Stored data
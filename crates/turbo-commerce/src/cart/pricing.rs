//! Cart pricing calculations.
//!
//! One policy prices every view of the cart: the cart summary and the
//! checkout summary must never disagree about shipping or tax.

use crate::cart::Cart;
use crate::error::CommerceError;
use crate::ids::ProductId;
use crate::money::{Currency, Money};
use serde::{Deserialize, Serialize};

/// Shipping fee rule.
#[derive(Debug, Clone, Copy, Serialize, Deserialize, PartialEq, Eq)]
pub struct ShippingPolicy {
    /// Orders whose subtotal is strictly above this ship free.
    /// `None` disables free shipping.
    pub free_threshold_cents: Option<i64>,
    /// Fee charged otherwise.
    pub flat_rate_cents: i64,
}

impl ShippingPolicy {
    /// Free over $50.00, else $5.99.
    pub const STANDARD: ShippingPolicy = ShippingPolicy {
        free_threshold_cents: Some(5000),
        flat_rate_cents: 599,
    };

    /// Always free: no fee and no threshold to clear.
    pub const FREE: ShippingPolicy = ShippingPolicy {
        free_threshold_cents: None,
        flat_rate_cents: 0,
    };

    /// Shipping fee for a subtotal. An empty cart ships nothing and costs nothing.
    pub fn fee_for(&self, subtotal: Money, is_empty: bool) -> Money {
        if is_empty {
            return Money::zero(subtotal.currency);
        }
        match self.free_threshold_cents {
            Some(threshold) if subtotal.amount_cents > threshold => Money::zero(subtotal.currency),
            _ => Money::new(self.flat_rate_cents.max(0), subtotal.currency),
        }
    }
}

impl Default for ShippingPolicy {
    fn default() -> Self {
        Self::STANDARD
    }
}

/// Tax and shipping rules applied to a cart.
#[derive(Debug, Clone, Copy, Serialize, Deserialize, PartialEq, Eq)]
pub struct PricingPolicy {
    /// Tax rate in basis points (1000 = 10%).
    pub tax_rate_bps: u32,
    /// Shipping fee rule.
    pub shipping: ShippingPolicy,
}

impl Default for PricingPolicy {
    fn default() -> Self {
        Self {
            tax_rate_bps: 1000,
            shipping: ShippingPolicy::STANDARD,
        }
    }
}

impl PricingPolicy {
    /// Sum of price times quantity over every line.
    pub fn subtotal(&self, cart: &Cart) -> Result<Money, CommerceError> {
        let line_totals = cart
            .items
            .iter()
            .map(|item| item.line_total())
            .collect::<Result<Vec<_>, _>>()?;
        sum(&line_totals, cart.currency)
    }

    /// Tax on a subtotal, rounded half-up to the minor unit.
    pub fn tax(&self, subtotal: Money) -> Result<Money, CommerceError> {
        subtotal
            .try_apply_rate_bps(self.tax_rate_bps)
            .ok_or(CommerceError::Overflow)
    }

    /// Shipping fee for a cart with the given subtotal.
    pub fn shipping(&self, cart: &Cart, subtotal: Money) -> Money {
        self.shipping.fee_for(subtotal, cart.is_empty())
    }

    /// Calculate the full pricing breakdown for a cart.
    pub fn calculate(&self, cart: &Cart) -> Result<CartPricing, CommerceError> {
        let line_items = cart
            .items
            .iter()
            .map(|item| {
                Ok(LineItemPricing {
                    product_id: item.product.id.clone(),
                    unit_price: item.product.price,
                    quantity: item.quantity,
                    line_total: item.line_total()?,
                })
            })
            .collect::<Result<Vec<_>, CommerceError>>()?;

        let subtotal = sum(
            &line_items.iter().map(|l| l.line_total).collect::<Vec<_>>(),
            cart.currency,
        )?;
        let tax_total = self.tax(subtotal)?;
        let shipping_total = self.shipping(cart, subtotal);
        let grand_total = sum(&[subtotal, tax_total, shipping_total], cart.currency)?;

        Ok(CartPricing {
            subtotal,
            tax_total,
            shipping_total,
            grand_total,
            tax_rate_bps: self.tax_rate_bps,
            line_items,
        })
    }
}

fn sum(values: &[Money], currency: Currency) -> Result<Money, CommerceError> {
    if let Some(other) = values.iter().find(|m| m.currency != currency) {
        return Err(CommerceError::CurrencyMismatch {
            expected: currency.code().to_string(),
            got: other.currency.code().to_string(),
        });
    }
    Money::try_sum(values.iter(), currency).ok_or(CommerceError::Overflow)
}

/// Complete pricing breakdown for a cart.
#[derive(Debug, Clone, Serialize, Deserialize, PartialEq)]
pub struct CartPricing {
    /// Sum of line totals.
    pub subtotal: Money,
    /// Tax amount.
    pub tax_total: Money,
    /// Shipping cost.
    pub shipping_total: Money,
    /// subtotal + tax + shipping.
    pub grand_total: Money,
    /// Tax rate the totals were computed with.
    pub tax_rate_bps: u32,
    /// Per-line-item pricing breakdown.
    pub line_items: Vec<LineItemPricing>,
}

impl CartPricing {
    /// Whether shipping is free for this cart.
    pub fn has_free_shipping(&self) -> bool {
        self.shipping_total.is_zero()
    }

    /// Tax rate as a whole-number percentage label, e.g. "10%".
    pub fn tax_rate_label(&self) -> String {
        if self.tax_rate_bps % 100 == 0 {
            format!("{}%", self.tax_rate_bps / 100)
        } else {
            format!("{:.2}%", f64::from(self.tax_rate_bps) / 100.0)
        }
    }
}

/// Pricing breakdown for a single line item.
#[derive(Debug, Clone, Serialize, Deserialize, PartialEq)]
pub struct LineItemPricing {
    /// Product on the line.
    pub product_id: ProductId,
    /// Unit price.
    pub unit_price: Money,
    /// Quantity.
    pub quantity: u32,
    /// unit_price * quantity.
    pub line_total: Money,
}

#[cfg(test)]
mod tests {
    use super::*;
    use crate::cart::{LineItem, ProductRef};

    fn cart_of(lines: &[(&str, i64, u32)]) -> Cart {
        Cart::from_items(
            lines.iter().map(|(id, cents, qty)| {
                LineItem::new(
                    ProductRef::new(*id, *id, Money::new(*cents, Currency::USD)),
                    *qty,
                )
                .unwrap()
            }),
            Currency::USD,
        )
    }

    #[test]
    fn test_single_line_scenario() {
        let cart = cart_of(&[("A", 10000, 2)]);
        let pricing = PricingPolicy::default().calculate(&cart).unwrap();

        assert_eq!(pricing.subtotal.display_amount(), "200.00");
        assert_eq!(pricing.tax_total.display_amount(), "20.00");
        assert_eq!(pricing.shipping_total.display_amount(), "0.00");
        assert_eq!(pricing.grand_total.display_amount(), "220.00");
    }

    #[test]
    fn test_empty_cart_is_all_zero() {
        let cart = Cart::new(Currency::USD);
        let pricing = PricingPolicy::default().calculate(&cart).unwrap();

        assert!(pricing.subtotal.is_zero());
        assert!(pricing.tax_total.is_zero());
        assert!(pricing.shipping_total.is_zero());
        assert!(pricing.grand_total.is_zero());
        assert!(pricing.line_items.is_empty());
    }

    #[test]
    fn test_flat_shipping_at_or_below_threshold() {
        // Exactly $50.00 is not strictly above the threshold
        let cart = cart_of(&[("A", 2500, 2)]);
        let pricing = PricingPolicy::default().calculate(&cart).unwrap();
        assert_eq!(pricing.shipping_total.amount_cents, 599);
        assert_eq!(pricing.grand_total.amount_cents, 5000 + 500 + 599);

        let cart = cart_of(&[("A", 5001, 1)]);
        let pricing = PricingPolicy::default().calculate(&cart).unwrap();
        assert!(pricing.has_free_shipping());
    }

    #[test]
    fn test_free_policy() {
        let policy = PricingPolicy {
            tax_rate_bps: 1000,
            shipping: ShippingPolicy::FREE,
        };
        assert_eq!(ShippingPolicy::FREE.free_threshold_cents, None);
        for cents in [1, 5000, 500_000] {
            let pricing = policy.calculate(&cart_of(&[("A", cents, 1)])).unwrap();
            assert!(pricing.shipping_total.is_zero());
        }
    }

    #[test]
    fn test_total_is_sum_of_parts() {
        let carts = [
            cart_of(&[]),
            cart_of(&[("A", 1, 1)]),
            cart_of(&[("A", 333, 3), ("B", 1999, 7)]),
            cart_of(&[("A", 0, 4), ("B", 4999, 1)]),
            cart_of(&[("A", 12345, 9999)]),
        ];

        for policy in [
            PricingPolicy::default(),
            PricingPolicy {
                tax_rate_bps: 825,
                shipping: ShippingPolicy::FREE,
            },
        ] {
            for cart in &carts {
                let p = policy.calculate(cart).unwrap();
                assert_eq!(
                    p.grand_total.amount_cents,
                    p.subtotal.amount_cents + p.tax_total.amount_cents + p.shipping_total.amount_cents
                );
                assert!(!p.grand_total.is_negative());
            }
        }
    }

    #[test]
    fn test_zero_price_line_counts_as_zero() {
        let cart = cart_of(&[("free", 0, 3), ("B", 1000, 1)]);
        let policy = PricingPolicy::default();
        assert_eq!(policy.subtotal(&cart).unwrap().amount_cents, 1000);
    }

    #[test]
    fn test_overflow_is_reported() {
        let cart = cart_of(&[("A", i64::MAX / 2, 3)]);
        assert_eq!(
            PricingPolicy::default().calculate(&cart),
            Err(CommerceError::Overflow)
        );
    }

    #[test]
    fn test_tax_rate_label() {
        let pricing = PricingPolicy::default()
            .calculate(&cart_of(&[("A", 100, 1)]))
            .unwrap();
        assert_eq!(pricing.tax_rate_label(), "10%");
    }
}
--
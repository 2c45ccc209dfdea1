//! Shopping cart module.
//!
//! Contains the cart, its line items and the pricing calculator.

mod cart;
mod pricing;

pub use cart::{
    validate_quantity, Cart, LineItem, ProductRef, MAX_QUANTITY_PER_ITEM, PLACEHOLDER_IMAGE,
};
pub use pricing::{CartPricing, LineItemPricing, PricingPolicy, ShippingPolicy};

__WORK INSTRUCTIONS__:
The answer consists of the lines above that include the word "iter", each copied exactly.

__ANSWER TO THIS PROBLEM__:
            .iter()
            .iter()
            &line_items.iter().map(|l| l.line_total).collect::<Vec<_>>(),
    if let Some(other) = values.iter().find(|m| m.currency != currency) {
    Money::try_sum(values.iter(), currency).ok_or(CommerceError::Overflow)
            lines.iter().map(|(id, cents, qty)| {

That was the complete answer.